Qu'est-ce que la culture?

"C'est quoi, la culture?" Question posée par une enfant de six ans.

Réponse donnée: c'est tout ce que l'on a besoin de savoir pour devenir un grand.

Voici, avec les mots simples adaptés à l'enfance, la réponse la plus précise et la plus exacte possible. À condition bien entendu de respecter dans la culture sa métaphore agricole, c'est-à-dire se situer dans la perspective de l'humanisme cicéronien, selon lequel on devient un homme complet en faisant l'acquisition d'un certain nombre de savoirs dans le domaine des arts, de la littérature, des sciences, etc.

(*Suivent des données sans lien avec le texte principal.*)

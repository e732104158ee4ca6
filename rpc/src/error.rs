//! RPC error types and their HTTP rendering.

use axum::http::StatusCode;
use axum::response::{IntoResponse, Response};
use axum::Json;
use serde::{Deserialize, Serialize};
use thiserror::Error;
use votechain_ledger::LedgerError;

#[derive(Debug, Error)]
pub enum RpcError {
    #[error("signature does not match the ballot")]
    BadSignature,

    #[error("recipient {0} is not a party")]
    UnknownRecipient(String),

    #[error("voter {0} received no grant")]
    UnknownVoter(String),

    #[error("no spendable tokens left")]
    AlreadyVoted,

    #[error("invalid request: {0}")]
    InvalidRequest(String),

    #[error("metrics are not enabled")]
    MetricsDisabled,

    #[error("node error: {0}")]
    Node(String),

    #[error("server error: {0}")]
    Server(String),
}

/// JSON body of every error response.
#[derive(Clone, Debug, PartialEq, Eq, Serialize, Deserialize)]
pub struct ErrorResponse {
    pub error: String,
    pub message: String,
}

impl RpcError {
    /// Stable machine-readable name.
    pub fn name(&self) -> &'static str {
        match self {
            RpcError::BadSignature => "bad-signature",
            RpcError::UnknownRecipient(_) => "unknown-recipient",
            RpcError::UnknownVoter(_) => "unknown-voter",
            RpcError::AlreadyVoted => "already-voted",
            RpcError::InvalidRequest(_) => "invalid-data",
            RpcError::MetricsDisabled => "not-found",
            RpcError::Node(_) | RpcError::Server(_) => "unknown-error",
        }
    }

    pub fn status(&self) -> StatusCode {
        match self {
            RpcError::BadSignature => StatusCode::UNAUTHORIZED,
            RpcError::UnknownVoter(_) => StatusCode::FORBIDDEN,
            RpcError::UnknownRecipient(_) => StatusCode::NOT_FOUND,
            RpcError::AlreadyVoted => StatusCode::CONFLICT,
            RpcError::InvalidRequest(_) => StatusCode::BAD_REQUEST,
            RpcError::MetricsDisabled => StatusCode::NOT_FOUND,
            RpcError::Node(_) | RpcError::Server(_) => StatusCode::INTERNAL_SERVER_ERROR,
        }
    }
}

impl From<LedgerError> for RpcError {
    fn from(e: LedgerError) -> Self {
        match e {
            LedgerError::InvalidSignature => RpcError::BadSignature,
            LedgerError::InsufficientBalance { .. } => RpcError::AlreadyVoted,
            LedgerError::InvalidTransaction(reason) => RpcError::InvalidRequest(reason),
            other => RpcError::Node(other.to_string()),
        }
    }
}

impl From<votechain_store::StoreError> for RpcError {
    fn from(e: votechain_store::StoreError) -> Self {
        RpcError::Node(e.to_string())
    }
}

impl IntoResponse for RpcError {
    fn into_response(self) -> Response {
        let status = self.status();
        if status.is_server_error() {
            tracing::error!(error = %self, "request failed");
        }
        let body = ErrorResponse {
            error: self.name().to_string(),
            message: self.to_string(),
        };
        (status, Json(body)).into_response()
    }
}
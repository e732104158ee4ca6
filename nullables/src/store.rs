//! Nullable store: thread-safe in-memory storage for testing.

use std::collections::{BTreeMap, BTreeSet, HashMap};
use std::sync::atomic::{AtomicBool, Ordering};
use std::sync::Mutex;
use votechain_store::{
    BlockCommit, LedgerStore, Party, PartyStore, PendingTransaction, StoreError, Utxo,
};
use votechain_types::{AddressHash, BlockHash, OutPoint, Timestamp, TxId};

#[derive(Default)]
struct State {
    tip: Option<BlockHash>,
    blocks: HashMap<BlockHash, Vec<u8>>,
    utxos: BTreeMap<OutPoint, Utxo>,
    by_address: BTreeMap<AddressHash, BTreeSet<OutPoint>>,
    pending: HashMap<TxId, PendingTransaction>,
    parties: BTreeMap<AddressHash, Party>,
}

impl State {
    fn apply(&mut self, commit: &BlockCommit) {
        for out_point in &commit.spent {
            if let Some(utxo) = self.utxos.remove(out_point) {
                if let Some(set) = self.by_address.get_mut(&utxo.address) {
                    set.remove(out_point);
                }
            }
        }
        for utxo in &commit.created {
            self.utxos.insert(utxo.out_point, *utxo);
            self.by_address
                .entry(utxo.address)
                .or_default()
                .insert(utxo.out_point);
        }
        for id in &commit.included {
            self.pending.remove(id);
        }
        self.blocks.insert(commit.hash, commit.block.clone());
        self.tip = Some(commit.hash);
    }
}

/// An in-memory ledger + party store for testing.
///
/// All state sits behind one mutex, so a commit is trivially atomic.
#[derive(Default)]
pub struct NullStore {
    state: Mutex<State>,
    unavailable: AtomicBool,
}

impl NullStore {
    pub fn new() -> Self {
        Self::default()
    }

    /// Make every subsequent call fail with [`StoreError::Backend`].
    pub fn set_unavailable(&self, unavailable: bool) {
        self.unavailable.store(unavailable, Ordering::SeqCst);
    }

    /// Number of stored blocks.
    pub fn block_count(&self) -> usize {
        self.state.lock().unwrap().blocks.len()
    }

    /// Sum of every unspent output.
    pub fn total_unspent(&self) -> u64 {
        self.state.lock().unwrap().utxos.values().map(|u| u.value).sum()
    }

    fn check(&self) -> Result<(), StoreError> {
        if self.unavailable.load(Ordering::SeqCst) {
            return Err(StoreError::Backend("null store unavailable".into()));
        }
        Ok(())
    }
}

impl LedgerStore for NullStore {
    fn get_tip(&self) -> Result<Option<BlockHash>, StoreError> {
        self.check()?;
        Ok(self.state.lock().unwrap().tip)
    }

    fn put_genesis(&self, commit: &BlockCommit) -> Result<BlockHash, StoreError> {
        self.check()?;
        let mut state = self.state.lock().unwrap();
        if state.tip.is_some() {
            return Err(StoreError::Duplicate("genesis already stored".into()));
        }
        state.apply(commit);
        Ok(commit.hash)
    }

    fn append_block(&self, commit: &BlockCommit) -> Result<BlockHash, StoreError> {
        self.check()?;
        let mut state = self.state.lock().unwrap();
        let mut seen = BTreeSet::new();
        for out_point in &commit.spent {
            if !seen.insert(*out_point) || !state.utxos.contains_key(out_point) {
                return Err(StoreError::Conflict(format!("output {out_point} is not unspent")));
            }
        }
        state.apply(commit);
        Ok(commit.hash)
    }

    fn get_block(&self, hash: &BlockHash) -> Result<Option<Vec<u8>>, StoreError> {
        self.check()?;
        Ok(self.state.lock().unwrap().blocks.get(hash).cloned())
    }

    fn get_utxos_by_address(&self, address: &AddressHash) -> Result<Vec<Utxo>, StoreError> {
        self.check()?;
        let state = self.state.lock().unwrap();
        Ok(state
            .by_address
            .get(address)
            .map(|set| set.iter().filter_map(|op| state.utxos.get(op)).copied().collect())
            .unwrap_or_default())
    }

    fn get_utxo(&self, out_point: &OutPoint) -> Result<Option<Utxo>, StoreError> {
        self.check()?;
        Ok(self.state.lock().unwrap().utxos.get(out_point).copied())
    }

    fn put_pending_transaction(&self, pending: &PendingTransaction) -> Result<(), StoreError> {
        self.check()?;
        self.state
            .lock()
            .unwrap()
            .pending
            .insert(pending.id, pending.clone());
        Ok(())
    }

    fn contains_pending_transaction(&self, id: &TxId) -> Result<bool, StoreError> {
        self.check()?;
        Ok(self.state.lock().unwrap().pending.contains_key(id))
    }

    fn list_pending_transactions(&self) -> Result<Vec<PendingTransaction>, StoreError> {
        self.check()?;
        let mut all: Vec<PendingTransaction> =
            self.state.lock().unwrap().pending.values().cloned().collect();
        all.sort_by_key(|p| (p.timestamp, p.id));
        Ok(all)
    }

    fn delete_pending_transaction(&self, id: &TxId) -> Result<(), StoreError> {
        self.check()?;
        self.state.lock().unwrap().pending.remove(id);
        Ok(())
    }
}

impl PartyStore for NullStore {
    fn put_party(&self, party: &Party) -> Result<(), StoreError> {
        self.check()?;
        self.state
            .lock()
            .unwrap()
            .parties
            .insert(party.address, party.clone());
        Ok(())
    }

    fn list_parties(&self) -> Result<Vec<Party>, StoreError> {
        self.check()?;
        Ok(self.state.lock().unwrap().parties.values().cloned().collect())
    }
}
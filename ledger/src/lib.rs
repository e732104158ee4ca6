//! UTXO ledger.
//!
//! Transactions move value between address hashes by consuming unspent
//! outputs; blocks bundle transactions into a singly-linked chain. This crate
//! builds, hashes and validates both, answers chain queries by walking
//! backwards from the tip, and owns the pending-transaction pool.
//!
//! ## Module overview
//!
//! - [`transaction`]: inputs, outputs, ids, signable spend payloads.
//! - [`block`]: block layout and hashing.
//! - [`validation`]: transaction and block validation rules.
//! - [`ledger`]: the [`Ledger`] over a [`votechain_store::LedgerStore`].
//! - [`genesis`]: genesis block from authority-signed grants.
//! - [`vote`]: ballot casting.
//! - [`error`]: ledger error types.

pub mod block;
pub mod error;
pub mod genesis;
pub mod ledger;
pub mod transaction;
pub mod validation;
pub mod vote;

pub use block::{Block, Body, Header, Metadata};
pub use error::LedgerError;
pub use genesis::{create_genesis_block, verify_genesis, GenesisGrant};
pub use ledger::{ChainIter, Ledger};
pub use transaction::{Input, Output, SpendPayload, Transaction};
pub use validation::{UtxoView, Validation};
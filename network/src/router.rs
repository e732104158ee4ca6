//! Message routing: one handler per message type.

use std::collections::HashMap;
use std::sync::Arc;

use votechain_messages::{ErrorBody, MessageError, MessageType, Ping, Pong};

use crate::hub::ConnectionId;
use crate::NetworkError;

/// Handles one kind of ping arriving on `connection`.
pub trait Handler: Send + Sync {
    fn handle(&self, ping: &Ping, connection: ConnectionId) -> Result<Pong, NetworkError>;
}

impl<F> Handler for F
where
    F: Fn(&Ping, ConnectionId) -> Result<Pong, NetworkError> + Send + Sync,
{
    fn handle(&self, ping: &Ping, connection: ConnectionId) -> Result<Pong, NetworkError> {
        self(ping, connection)
    }
}

#[derive(Default)]
pub struct Router {
    routes: HashMap<MessageType, Arc<dyn Handler>>,
}

impl Router {
    pub fn new() -> Self {
        Self::default()
    }

    pub fn route<H: Handler + 'static>(mut self, message: MessageType, handler: H) -> Self {
        self.routes.insert(message, Arc::new(handler));
        self
    }

    pub fn handles(&self, message: MessageType) -> bool {
        self.routes.contains_key(&message)
    }

    /// Run the handler for `ping`. Handler failures become error pongs; the
    /// caller always has something to send back.
    pub fn dispatch(&self, ping: &Ping, connection: ConnectionId) -> Pong {
        let Some(handler) = self.routes.get(&ping.message) else {
            tracing::debug!(connection = %connection, message = %ping.message, "no route");
            return Pong::error(ErrorBody::unknown_message(ping.message.as_str()));
        };
        tracing::debug!(connection = %connection, message = %ping.message, "routing");
        match handler.handle(ping, connection) {
            Ok(pong) => pong,
            Err(NetworkError::Message(MessageError::Json(e))) => {
                tracing::debug!(connection = %connection, message = %ping.message, error = %e, "bad body");
                Pong::error(ErrorBody::invalid_data(ping.message))
            }
            Err(NetworkError::Unauthorized(reason)) => Pong::error(ErrorBody::unauthorized(reason)),
            Err(e) => {
                tracing::error!(connection = %connection, message = %ping.message, error = %e, "handler failed");
                Pong::error(ErrorBody::unknown())
            }
        }
    }
}

#[cfg(test)]
mod tests {
    use super::*;
    use votechain_crypto::Ed25519Signer;
    use votechain_messages::{error_body, ForgeBlockBody, HeightBody};

    fn ping(message: MessageType, body: serde_json::Value) -> Ping {
        Ping::signed(message, &body, &Ed25519Signer::from_seed(&[3; 32])).unwrap()
    }

    fn conn() -> ConnectionId {
        crate::Hub::new().add(tokio::sync::mpsc::channel(1).0)
    }

    fn router() -> Router {
        Router::new().route(
            MessageType::ForgeBlock,
            |ping: &Ping, _conn: ConnectionId| -> Result<Pong, NetworkError> {
                let body: ForgeBlockBody = ping.decode_body()?;
                Ok(Pong::response(&HeightBody {
                    height: body.height + 1,
                })?)
            },
        )
    }

    #[test]
    fn routes_by_message_type() {
        let pong = router().dispatch(
            &ping(MessageType::ForgeBlock, serde_json::json!({ "height": 4 })),
            conn(),
        );
        assert_eq!(pong.message, MessageType::Response);
        assert_eq!(pong.body["height"], 5);
    }

    #[test]
    fn unknown_route_is_message_unknown() {
        let pong = router().dispatch(&ping(MessageType::GetBlock, serde_json::json!({})), conn());
        assert_eq!(pong.error_body().unwrap().name, error_body::UNKNOWN_MESSAGE);
    }

    #[test]
    fn bad_body_is_invalid_data() {
        let pong = router().dispatch(
            &ping(MessageType::ForgeBlock, serde_json::json!({ "height": "x" })),
            conn(),
        );
        assert_eq!(pong.error_body().unwrap().name, error_body::INVALID_DATA);
    }

    #[test]
    fn handler_failure_is_unknown_error() {
        let router = Router::new().route(
            MessageType::GetHeight,
            |_: &Ping, _: ConnectionId| -> Result<Pong, NetworkError> {
                Err(NetworkError::Handler("store offline".into()))
            },
        );
        let pong = router.dispatch(&ping(MessageType::GetHeight, serde_json::Value::Null), conn());
        assert_eq!(pong.error_body().unwrap().name, error_body::UNKNOWN_ERROR);
    }
}
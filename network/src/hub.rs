//! Peer hub: the registry of live connections.
//!
//! A connection enters the hub as *pending* as soon as its transport is up,
//! and becomes *registered* once the remote identifies itself. Only
//! registered connections receive broadcasts. All state sits behind one
//! mutex, so a registration and the peer snapshot it returns are a single
//! step.

use std::collections::HashMap;
use std::fmt;
use std::sync::atomic::{AtomicU64, Ordering};
use std::sync::{Mutex, MutexGuard, PoisonError};

use rand::seq::SliceRandom;
use tokio::sync::mpsc;
use votechain_messages::Pong;
use votechain_types::NodeType;

use crate::NetworkError;

/// Process-local connection handle. Never persisted.
#[derive(Clone, Copy, Debug, PartialEq, Eq, Hash, PartialOrd, Ord)]
pub struct ConnectionId(u64);

impl fmt::Display for ConnectionId {
    fn fmt(&self, f: &mut fmt::Formatter<'_>) -> fmt::Result {
        write!(f, "conn-{}", self.0)
    }
}

/// Registered peer, as reported to callers.
#[derive(Clone, Debug, PartialEq, Eq)]
pub struct PeerInfo {
    pub connection: ConnectionId,
    pub node_id: String,
    pub node_type: NodeType,
}

struct Registered {
    node_id: String,
    node_type: NodeType,
    outbound: mpsc::Sender<Pong>,
}

#[derive(Default)]
struct HubState {
    pending: HashMap<ConnectionId, mpsc::Sender<Pong>>,
    registered: HashMap<ConnectionId, Registered>,
    last_unicast: Option<ConnectionId>,
}

#[derive(Default)]
pub struct Hub {
    state: Mutex<HubState>,
    next_id: AtomicU64,
}

impl Hub {
    pub fn new() -> Self {
        Self::default()
    }

    fn lock(&self) -> MutexGuard<'_, HubState> {
        self.state.lock().unwrap_or_else(PoisonError::into_inner)
    }

    /// Track a connection whose remote has not identified itself yet.
    pub fn add(&self, outbound: mpsc::Sender<Pong>) -> ConnectionId {
        let id = ConnectionId(self.next_id.fetch_add(1, Ordering::Relaxed));
        self.lock().pending.insert(id, outbound);
        tracing::debug!(connection = %id, "connection added");
        id
    }

    /// Promote a pending connection to registered under `node_id`.
    ///
    /// Returns the node ids registered before this call, never including
    /// `node_id` itself.
    pub fn register_atomically(
        &self,
        connection: ConnectionId,
        node_id: &str,
        node_type: NodeType,
    ) -> Result<Vec<String>, NetworkError> {
        let mut state = self.lock();
        let mut snapshot: Vec<String> = state
            .registered
            .values()
            .filter(|p| p.node_id != node_id)
            .map(|p| p.node_id.clone())
            .collect();
        snapshot.sort();
        snapshot.dedup();

        let outbound = state
            .pending
            .remove(&connection)
            .ok_or(NetworkError::UnknownConnection(connection))?;
        state.registered.insert(
            connection,
            Registered {
                node_id: node_id.to_string(),
                node_type,
                outbound,
            },
        );
        tracing::info!(connection = %connection, node = node_id, %node_type, "peer registered");
        Ok(snapshot)
    }

    /// Forget `connection`, pending or registered. Idempotent.
    pub fn unregister(&self, connection: ConnectionId) -> bool {
        let mut state = self.lock();
        let was_pending = state.pending.remove(&connection).is_some();
        let was_registered = state.registered.remove(&connection);
        if state.last_unicast == Some(connection) {
            state.last_unicast = None;
        }
        if let Some(peer) = &was_registered {
            tracing::info!(connection = %connection, node = %peer.node_id, "peer unregistered");
        }
        was_pending || was_registered.is_some()
    }

    /// Queue `pong` on every registered connection. Returns how many queues
    /// accepted it; full queues drop the message.
    pub fn broadcast(&self, pong: &Pong) -> usize {
        let state = self.lock();
        state
            .registered
            .iter()
            .filter(|(id, peer)| Self::enqueue(**id, peer, pong))
            .count()
    }

    /// Queue `pong` on one random registered connection, avoiding the one
    /// picked last time when there is a choice.
    pub fn random_unicast(&self, pong: &Pong) -> Result<ConnectionId, NetworkError> {
        let mut state = self.lock();
        let mut candidates: Vec<ConnectionId> = state.registered.keys().copied().collect();
        if candidates.len() > 1 {
            if let Some(last) = state.last_unicast {
                candidates.retain(|id| *id != last);
            }
        }
        let chosen = *candidates
            .choose(&mut rand::thread_rng())
            .ok_or(NetworkError::NoPeers)?;
        state.last_unicast = Some(chosen);
        let peer = state
            .registered
            .get(&chosen)
            .ok_or(NetworkError::UnknownConnection(chosen))?;
        if Self::enqueue(chosen, peer, pong) {
            Ok(chosen)
        } else {
            Err(NetworkError::QueueFull(chosen))
        }
    }

    /// Like [`Hub::broadcast`], capped at `max` deliveries and skipping peers
    /// whose node id is in `exclude`.
    pub fn multicast(&self, pong: &Pong, max: usize, exclude: &[String]) -> usize {
        let state = self.lock();
        let mut sent = 0;
        for (id, peer) in &state.registered {
            if sent >= max {
                break;
            }
            if exclude.contains(&peer.node_id) {
                continue;
            }
            if Self::enqueue(*id, peer, pong) {
                sent += 1;
            }
        }
        sent
    }

    /// Queue `pong` on one connection, pending or registered.
    pub fn send_to(&self, connection: ConnectionId, pong: Pong) -> Result<(), NetworkError> {
        let state = self.lock();
        let outbound = state
            .registered
            .get(&connection)
            .map(|p| &p.outbound)
            .or_else(|| state.pending.get(&connection))
            .ok_or(NetworkError::UnknownConnection(connection))?;
        outbound
            .try_send(pong)
            .map_err(|_| NetworkError::QueueFull(connection))
    }

    fn enqueue(id: ConnectionId, peer: &Registered, pong: &Pong) -> bool {
        match peer.outbound.try_send(pong.clone()) {
            Ok(()) => true,
            Err(e) => {
                tracing::warn!(connection = %id, node = %peer.node_id, error = %e, "outbound queue rejected message");
                false
            }
        }
    }

    pub fn registered_count(&self) -> usize {
        self.lock().registered.len()
    }

    pub fn pending_count(&self) -> usize {
        self.lock().pending.len()
    }

    pub fn is_registered(&self, node_id: &str) -> bool {
        self.lock().registered.values().any(|p| p.node_id == node_id)
    }

    pub fn node_id_of(&self, connection: ConnectionId) -> Option<String> {
        self.lock()
            .registered
            .get(&connection)
            .map(|p| p.node_id.clone())
    }

    pub fn peers(&self) -> Vec<PeerInfo> {
        let mut peers: Vec<PeerInfo> = self
            .lock()
            .registered
            .iter()
            .map(|(id, p)| PeerInfo {
                connection: *id,
                node_id: p.node_id.clone(),
                node_type: p.node_type,
            })
            .collect();
        peers.sort_by_key(|p| p.connection);
        peers
    }
}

Le terme culture est bien sûr polysémique; on parle aussi de la culture d'un pays, d'un peuple ou d'une nation ; mais les deux désignent en fait la même chose: on forme l'être humain en le cultivant selon un modèle d'humanité ; on le conforme alors à la culture de sa nation.

C'est, disons le au passage, sur ce modèle cicéronien que se fonde notre système scolaire, du Moyen-Âge jusqu'à aujourd'hui. Pour les élèves qui se demandent pourquoi on leur enseigne le carré de l'hypothénuse, le prétérit, l'accusatif, ou l'anacoluthe, l'on répondra que cet apprentissage, si abstrait, des sciences et des arts qui fonde notre école, n'est pas du travail, mais du loisir, schola en latin désignant le temps libre, c'est-à-dire le temps gratuit qui n'est pas consacré à la vie publique, mais à l'étude ; et que toutes ces connaissances servent leur culture générale, c'est-à-dire ce qui leur permet de devenir des êtres humains complets. Il n'est pas question ici "d'avoir un bon métier" ou que sais-je. 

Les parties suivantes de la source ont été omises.